En el corazón sí se manda

Durante años nos han repetido una frase que suena bonita, casi poética: en el corazón no se manda.

Pero si la miras bien, es una trampa. Detrás de esa idea se esconde una forma de lavarse las manos, de justificar decisiones, impulsos o dependencias emocionales. Como si lo que sentimos no tuviera nada que ver con nosotros.

La realidad es que el corazón, literalmente, solo bombea sangre. Lo que llamamos “sentir” ocurre en el cerebro, ese órgano que traduce química en emoción. Es cierto que cuando sufrimos un duelo o un desamor, notamos el dolor en el pecho. Pero eso pasa porque el cuerpo entero reacciona, no porque el corazón sienta. El cuerpo es escenario, no director.

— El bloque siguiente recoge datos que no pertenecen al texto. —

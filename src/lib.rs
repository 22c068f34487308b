//! Reliable domain-event relay.
//!
//! Business operations raise domain events anywhere in their call graph; the
//! relay records them in an outbox table inside the operation's own
//! transaction, publishes them right after commit, and republishes anything
//! left behind from a background worker. Consumers are wrapped in an inbox
//! filter so redelivered messages are processed at most once per consumer
//! type.
//!
//! ```text
//! CommandHandler ──► InlineRelay ──► OutboxStore (same tx) ──► MessageBus
//!                                        ▲                        │
//!                         RelayWorker ───┘ (catch-up)             ▼
//!                         OutboxJanitor (retention)     IdempotentConsumer
//! ```

pub mod config;
pub mod error;
pub mod events;
pub mod messaging;
pub mod metrics;
pub mod pipeline;
pub mod store;
pub mod workers;

#[cfg(test)]
mod fixtures;

pub use config::RelayConfig;
pub use error::{
    CaptureViolation, ConfigError, PublishError, RelayError, SerializationError, StoreError,
};
pub use events::{
    capture_events_of, in_current_scope, raise, try_raise, CapturePolicy, CapturedEvent,
    DomainEvent, EventMetadata, EventSerializer, RaisedEvent,
};
pub use messaging::{InMemoryBus, InboundMessage, MessageBus, OutboundMessage};
pub use metrics::RelayMetrics;
pub use pipeline::{
    CommandHandler, ConsumeOutcome, CorrelationContext, IdempotentConsumer, InlineRelay,
    MessageConsumer,
};
pub use store::{
    ConsumedMessage, ConsumedMessageStore, InMemoryStore, MemoryTx, Outbox, OutboxStore,
    PgOutboxStore, UnitOfWork,
};
pub use workers::{run_periodically, OutboxJanitor, PeriodicTask, RelayHost, RelayWorker};
// ============================================================================
// Message Bus Port
// ============================================================================
//
// The relay hands every event to a `MessageBus` as an `OutboundMessage`
// whose `message_id` is the outbox row id. Consumers receive the same id on
// `InboundMessage`, which is what the idempotency ledger keys on.
//
// Retries, timeouts and backoff belong to the transport behind this trait.
//
// ============================================================================

use std::sync::Arc;

use async_trait::async_trait;
use uuid::Uuid;

use crate::error::PublishError;
use crate::events::{AnyEvent, RaisedEvent};

mod in_memory;

pub use in_memory::InMemoryBus;

#[derive(Debug, Clone)]
pub struct OutboundMessage {
    pub message_id: Uuid,
    pub conversation_id: Option<Uuid>,
    pub event_type: String,
    /// W3C `traceparent` of the operation that raised the event.
    pub activity_context: Option<String>,
    pub event: Arc<dyn AnyEvent>,
}

impl OutboundMessage {
    /// Message for an outbox row and its decoded event.
    pub fn from_row(row: &RaisedEvent, event: Arc<dyn AnyEvent>) -> Self {
        Self {
            message_id: row.id,
            conversation_id: row.metadata.conversation_id,
            event_type: row.event_type.clone(),
            activity_context: row.metadata.activity_context.clone(),
            event,
        }
    }

    /// Turn a published message into what a consumer would receive, if the
    /// event is of type `M`.
    pub fn to_inbound<M: Clone + 'static>(&self) -> Option<InboundMessage<M>> {
        let body = self.event.as_any().downcast_ref::<M>()?.clone();
        Some(InboundMessage {
            message_id: self.message_id,
            conversation_id: self.conversation_id,
            activity_context: self.activity_context.clone(),
            body,
        })
    }
}

/// A delivery handed to a consumer by the bus.
#[derive(Debug, Clone)]
pub struct InboundMessage<M> {
    pub message_id: Uuid,
    pub conversation_id: Option<Uuid>,
    pub activity_context: Option<String>,
    pub body: M,
}

impl<M> InboundMessage<M> {
    pub fn new(message_id: Uuid, body: M) -> Self {
        Self {
            message_id,
            conversation_id: None,
            activity_context: None,
            body,
        }
    }

    pub fn with_conversation_id(mut self, conversation_id: Uuid) -> Self {
        self.conversation_id = Some(conversation_id);
        self
    }

    pub fn with_activity_context(mut self, traceparent: impl Into<String>) -> Self {
        self.activity_context = Some(traceparent.into());
        self
    }
}

#[async_trait]
pub trait MessageBus: Send + Sync + 'static {
    async fn publish(&self, message: OutboundMessage) -> Result<(), PublishError>;
}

Esa frase —en el corazón no se manda— nació del romanticismo, y como casi todo lo que se endulza demasiado, termina haciendo daño. Porque idealiza el amor, lo vuelve algo inevitable, mágico, ajeno a la voluntad. Y con eso nos quita poder. Nos deja en manos de la suerte o de otro.

La verdad es que sí se manda. No sobre lo que aparece —porque los sentimientos llegan sin pedir permiso—, pero sí sobre lo que hacemos con ellos.
Ahí entra la madurez: reconocer lo que sientes, pero también decidir cómo responder. Amar no te obliga a quedarte. Sentir no te obliga a sufrir.

Y si lo piensas, una persona no es su nombre, ni sus pensamientos, ni su emoción del momento.
Una persona es quien observa todo eso. Esa conciencia que mira lo que pasa dentro sin perderse en ello.
Desde ahí se manda: no controlando el amor, sino el rumbo.

Ser responsable no significa ser frío; significa no hacerse el ciego. Porque el dolor que evitamos hoy, por no asumir lo que toca, suele multiplicarse mañana.
Y al final, todo se resume en algo más simple de lo que parece:

Si te quieres, te quieren.

Si te dejas, te dejan.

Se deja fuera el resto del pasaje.